El Radio Blog, por Victor J. Hernandez Bru
Miro a la clasificación, le sumo al Almería los nueve puntos que, según nos contó ayer César Vargas en la Tertulia del Minuto 92, ha perdido entre los minutos 85 y el final de cada partido del actual campeonato; y lo veo en la zona tranquila, prácticamente con la permanencia asegurada e incluso con opciones de mirar al play off de ascenso, que le quedaría a seis.
Sí, amigos, ésa es la cruda, la cruel realidad de los finales de partido del Almería. Por aquello de no hacernos trampa en el solitario, habrá que decir que también el Almería ha sumado en ese tramo final de los encuentros, sobre todo gracias a los dos ‘Pozazos’ que le han dado cuatro puntos. Pero eso no quita que podría haber evitado restar esos nueve puntos si hubiera sabido matar los partidos en su momento.
Ya sabéis a lo que me refiero: a eso que hacen los equipos que tienen eso que se llama oficio, que saben montar un lío a tiempo, que se obligan a los colegiados a mostrarles tarjetas cuando hace falta que el reloj se quede helado, que evitan como sea que sus oponentes lleguen al área y que hacen que, cuando el balón está parado, sea casi misión imposible volverlo a poner en juego.
Es todo lo que no supo hacer el Almería el domingo; todo lo que no ha sabido hacer en esos partidos en los que ha perdido hasta nueve puntos entre el minuto 85 y el final del tiempo de descuento.
Y llegado a este punto, uno se pregunta: ¿y por qué no sabe hacer esto el Almería? ¿Es porque se da la casualidad de que a ninguno de sus jugadores se lo han enseñado? ¿Es porque su técnico no sabe implantarlo? ¿Es porque no se elige a los jugadores adecuados? ¿O es simplemente una casualidad?

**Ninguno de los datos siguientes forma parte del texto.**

// ABOUTME: Persistent per-room session token storage using SQLite
// ABOUTME: Record presence is the authoritative signal that a desk session is active for a room

use anyhow::{Context, Result};
use rusqlite::{params, Connection};
use serde::{Deserialize, Serialize};
use std::path::Path;
use std::sync::{Arc, Mutex};

use crate::desk::SessionTokens;

/// Who owns the inactivity timer for a room.
#[derive(Debug, Clone, Copy, Serialize, Deserialize, PartialEq, Eq)]
#[serde(rename_all = "snake_case")]
pub enum TimerMode {
    /// The orchestrator arms its own tokio timer
    AppScheduled,
    /// The host platform schedules a one-shot job and calls back
    HostScheduled,
}

impl std::fmt::Display for TimerMode {
    fn fmt(&self, f: &mut std::fmt::Formatter<'_>) -> std::fmt::Result {
        match self {
            Self::AppScheduled => write!(f, "app_scheduled"),
            Self::HostScheduled => write!(f, "host_scheduled"),
        }
    }
}

impl std::str::FromStr for TimerMode {
    type Err = anyhow::Error;

    fn from_str(s: &str) -> Result<Self, Self::Err> {
        match s {
            "app_scheduled" => Ok(Self::AppScheduled),
            "host_scheduled" => Ok(Self::HostScheduled),
            _ => anyhow::bail!("Unknown timer mode: {}", s),
        }
    }
}

/// Read-only inactivity policy attached to a room's record at establishment.
#[derive(Debug, Clone, Serialize, Deserialize, PartialEq, Eq)]
pub struct IdleTimeoutConfig {
    #[serde(default)]
    pub enabled: bool,
    #[serde(default = "default_warning_secs")]
    pub warning_secs: u64,
    #[serde(default = "default_timeout_secs")]
    pub timeout_secs: u64,
    #[serde(default = "default_handler_mode")]
    pub handler_mode: TimerMode,
}

fn default_warning_secs() -> u64 {
    30
}

fn default_timeout_secs() -> u64 {
    120
}

fn default_handler_mode() -> TimerMode {
    TimerMode::AppScheduled
}

impl Default for IdleTimeoutConfig {
    fn default() -> Self {
        Self {
            enabled: false,
            warning_secs: default_warning_secs(),
            timeout_secs: default_timeout_secs(),
            handler_mode: default_handler_mode(),
        }
    }
}

/// Persisted arm state of a room's inactivity timer.
///
/// The in-memory cancellation handle lives in the idle timeout manager; this
/// only records whether a timer is armed and its job id, so a restart or a
/// host-scheduled job can be reconciled.
#[derive(Debug, Clone, Default, Serialize, Deserialize, PartialEq, Eq)]
pub struct TimerHandle {
    pub scheduled: bool,
    pub job_id: Option<String>,
}

/// The per-room aggregate persisted for an active desk session.
///
/// Created when the chat is established, deleted on any terminal transition.
/// Consumers must re-read it rather than caching: an external actor (visitor
/// closing the chat, a host-scheduled timeout job) can delete it concurrently,
/// and absence is how the poll loop learns to stop.
#[derive(Debug, Clone, Serialize, Deserialize)]
pub struct RoomSessionRecord {
    pub room_id: String,
    pub tokens: SessionTokens,
    pub idle: IdleTimeoutConfig,
    pub timer: TimerHandle,
    pub sneak_peek_enabled: bool,
    pub created_at: String,
}

#[derive(Clone)]
pub struct TokenStore {
    db: Arc<Mutex<Connection>>,
}

impl TokenStore {
    pub fn new<P: AsRef<Path>>(workspace_path: P) -> Result<Self> {
        let workspace_path = workspace_path.as_ref();
        std::fs::create_dir_all(workspace_path).context("Failed to create workspace directory")?;

        let db_path = workspace_path.join("sessions.db");
        let conn = Connection::open(&db_path).context("Failed to open SQLite database")?;
        Self::init_schema(&conn)?;

        tracing::info!(db = %db_path.display(), "Token store initialized");

        Ok(TokenStore {
            db: Arc::new(Mutex::new(conn)),
        })
    }

    /// In-memory store for tests.
    pub fn in_memory() -> Result<Self> {
        let conn = Connection::open_in_memory().context("Failed to open in-memory database")?;
        Self::init_schema(&conn)?;
        Ok(TokenStore {
            db: Arc::new(Mutex::new(conn)),
        })
    }

    fn init_schema(conn: &Connection) -> Result<()> {
        conn.execute(
            "CREATE TABLE IF NOT EXISTS room_sessions (
                room_id TEXT PRIMARY KEY,
                session_id TEXT NOT NULL,
                affinity_token TEXT NOT NULL,
                session_key TEXT NOT NULL,
                idle_enabled INTEGER NOT NULL DEFAULT 0,
                idle_warning_secs INTEGER NOT NULL,
                idle_timeout_secs INTEGER NOT NULL,
                idle_handler_mode TEXT NOT NULL,
                timer_scheduled INTEGER NOT NULL DEFAULT 0,
                timer_job_id TEXT,
                sneak_peek_enabled INTEGER NOT NULL DEFAULT 0,
                created_at TEXT NOT NULL
            )",
            [],
        )?;
        Ok(())
    }

    fn lock(&self) -> Result<std::sync::MutexGuard<'_, Connection>> {
        self.db
            .lock()
            .map_err(|e| anyhow::anyhow!("Database mutex poisoned: {}", e))
    }

    fn row_to_record(row: &rusqlite::Row) -> rusqlite::Result<RoomSessionRecord> {
        let handler_mode: String = row.get(7)?;
        let handler_mode = handler_mode.parse().map_err(|e: anyhow::Error| {
            rusqlite::Error::FromSqlConversionFailure(7, rusqlite::types::Type::Text, e.into())
        })?;

        Ok(RoomSessionRecord {
            room_id: row.get(0)?,
            tokens: SessionTokens {
                session_id: row.get(1)?,
                affinity_token: row.get(2)?,
                session_key: row.get(3)?,
            },
            idle: IdleTimeoutConfig {
                enabled: row.get::<_, i32>(4)? != 0,
                warning_secs: row.get::<_, i64>(5)? as u64,
                timeout_secs: row.get::<_, i64>(6)? as u64,
                handler_mode,
            },
            timer: TimerHandle {
                scheduled: row.get::<_, i32>(8)? != 0,
                job_id: row.get(9)?,
            },
            sneak_peek_enabled: row.get::<_, i32>(10)? != 0,
            created_at: row.get(11)?,
        })
    }

    const SELECT_COLUMNS: &'static str = "room_id, session_id, affinity_token, session_key, \
         idle_enabled, idle_warning_secs, idle_timeout_secs, idle_handler_mode, \
         timer_scheduled, timer_job_id, sneak_peek_enabled, created_at";

    /// Get the record for a room, if one exists.
    pub fn get(&self, room_id: &str) -> Result<Option<RoomSessionRecord>> {
        let db = self.lock()?;
        let mut stmt = db.prepare(&format!(
            "SELECT {} FROM room_sessions WHERE room_id = ?1",
            Self::SELECT_COLUMNS
        ))?;

        match stmt.query_row(params![room_id], Self::row_to_record) {
            Ok(record) => Ok(Some(record)),
            Err(rusqlite::Error::QueryReturnedNoRows) => Ok(None),
            Err(e) => Err(e.into()),
        }
    }

    /// Insert a record for a room. Fails if the room already has one:
    /// a room owns at most one live session.
    pub fn insert(&self, record: &RoomSessionRecord) -> Result<()> {
        let db = self.lock()?;
        match db.execute(
            "INSERT INTO room_sessions (room_id, session_id, affinity_token, session_key,
                idle_enabled, idle_warning_secs, idle_timeout_secs, idle_handler_mode,
                timer_scheduled, timer_job_id, sneak_peek_enabled, created_at)
             VALUES (?1, ?2, ?3, ?4, ?5, ?6, ?7, ?8, ?9, ?10, ?11, ?12)",
            params![
                &record.room_id,
                &record.tokens.session_id,
                &record.tokens.affinity_token,
                &record.tokens.session_key,
                if record.idle.enabled { 1 } else { 0 },
                record.idle.warning_secs as i64,
                record.idle.timeout_secs as i64,
                record.idle.handler_mode.to_string(),
                if record.timer.scheduled { 1 } else { 0 },
                &record.timer.job_id,
                if record.sneak_peek_enabled { 1 } else { 0 },
                &record.created_at,
            ],
        ) {
            Ok(_) => {
                tracing::info!(
                    room_id = %record.room_id,
                    session_id = %record.tokens.session_id,
                    "Session record persisted"
                );
                Ok(())
            }
            Err(e) => {
                if let rusqlite::Error::SqliteFailure(sqlite_err, _) = &e {
                    if sqlite_err.code == rusqlite::ErrorCode::ConstraintViolation {
                        anyhow::bail!("Room {} already has a live session", record.room_id);
                    }
                }
                Err(e.into())
            }
        }
    }

    /// Delete the record for a room. Returns whether a record existed.
    ///
    /// Tolerant of concurrent deletion: deleting an already-absent record is
    /// not an error, because the visitor-close path and the poll loop can race.
    pub fn delete(&self, room_id: &str) -> Result<bool> {
        let db = self.lock()?;
        let deleted = db.execute(
            "DELETE FROM room_sessions WHERE room_id = ?1",
            params![room_id],
        )?;
        if deleted > 0 {
            tracing::info!(room_id = %room_id, "Session record deleted");
        }
        Ok(deleted > 0)
    }

    /// Update the persisted timer arm state for a room.
    pub fn update_timer(&self, room_id: &str, timer: &TimerHandle) -> Result<()> {
        let db = self.lock()?;
        db.execute(
            "UPDATE room_sessions SET timer_scheduled = ?1, timer_job_id = ?2 WHERE room_id = ?3",
            params![
                if timer.scheduled { 1 } else { 0 },
                &timer.job_id,
                room_id
            ],
        )?;
        Ok(())
    }

    /// List all live session records (used for the active-session gauge and
    /// startup reconciliation).
    pub fn list_all(&self) -> Result<Vec<RoomSessionRecord>> {
        let db = self.lock()?;
        let mut stmt = db.prepare(&format!(
            "SELECT {} FROM room_sessions ORDER BY created_at ASC",
            Self::SELECT_COLUMNS
        ))?;

        let records = stmt
            .query_map([], Self::row_to_record)?
            .collect::<Result<Vec<_>, _>>()?;
        Ok(records)
    }
}

#[cfg(test)]
mod tests {
    use super::*;

    fn sample_record(room_id: &str) -> RoomSessionRecord {
        RoomSessionRecord {
            room_id: room_id.to_string(),
            tokens: SessionTokens {
                session_id: "sid-1".to_string(),
                affinity_token: "aff-1".to_string(),
                session_key: "key-1".to_string(),
            },
            idle: IdleTimeoutConfig {
                enabled: true,
                warning_secs: 30,
                timeout_secs: 120,
                handler_mode: TimerMode::AppScheduled,
            },
            timer: TimerHandle::default(),
            sneak_peek_enabled: false,
            created_at: chrono::Utc::now().to_rfc3339(),
        }
    }

    #[test]
    fn absent_record_means_no_session() {
        let store = TokenStore::in_memory().unwrap();
        assert!(store.get("room-a").unwrap().is_none());
    }

    #[test]
    fn insert_get_delete_round_trip() {
        let store = TokenStore::in_memory().unwrap();
        store.insert(&sample_record("room-a")).unwrap();

        let record = store.get("room-a").unwrap().expect("record should exist");
        assert_eq!(record.tokens.session_id, "sid-1");
        assert_eq!(record.idle.handler_mode, TimerMode::AppScheduled);
        assert!(!record.timer.scheduled);

        assert!(store.delete("room-a").unwrap());
        assert!(store.get("room-a").unwrap().is_none());
        // Second delete is a no-op, not an error
        assert!(!store.delete("room-a").unwrap());
    }

    #[test]
    fn duplicate_insert_is_rejected() {
        let store = TokenStore::in_memory().unwrap();
        store.insert(&sample_record("room-a")).unwrap();
        let err = store.insert(&sample_record("room-a")).unwrap_err();
        assert!(err.to_string().contains("already has a live session"));
    }

    #[test]
    fn timer_state_persists() {
        let store = TokenStore::in_memory().unwrap();
        store.insert(&sample_record("room-a")).unwrap();

        let timer = TimerHandle {
            scheduled: true,
            job_id: Some("job-7".to_string()),
        };
        store.update_timer("room-a", &timer).unwrap();

        let record = store.get("room-a").unwrap().unwrap();
        assert_eq!(record.timer, timer);

        store.update_timer("room-a", &TimerHandle::default()).unwrap();
        let record = store.get("room-a").unwrap().unwrap();
        assert!(!record.timer.scheduled);
        assert!(record.timer.job_id.is_none());
    }

    #[test]
    fn persists_to_disk() {
        let dir = tempfile::tempdir().unwrap();
        {
            let store = TokenStore::new(dir.path()).unwrap();
            store.insert(&sample_record("room-disk")).unwrap();
        }
        let store = TokenStore::new(dir.path()).unwrap();
        assert!(store.get("room-disk").unwrap().is_some());
    }
}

Opinará cada uno lo que quiera, pero por mucho que Gorosito dijera el otro día que el golpe no ha sido tan duro, yo sería capaz de jugarme el dedo de hurgarse la nariz porque el técnico no sólo está cabreado, sino que ya tiene preparada una buena chapa que darle a los suyos sobre cómo destrozar un partido cuando queda poco y se va ganando.
Gorosito es argentino. Si un entrenador se carcome por dentro de la rabia cuando le pasan estas cosas, si encima en su pasaporte figura la enseña celeste y blanca, el cabreo tiene ya que ser de los que hacen época.
Casi apostaría porque al Almería no le va a volver a pasar esto. O si le vuelve a ocurrir, porque puede quedar algún cadáver en el vestuario.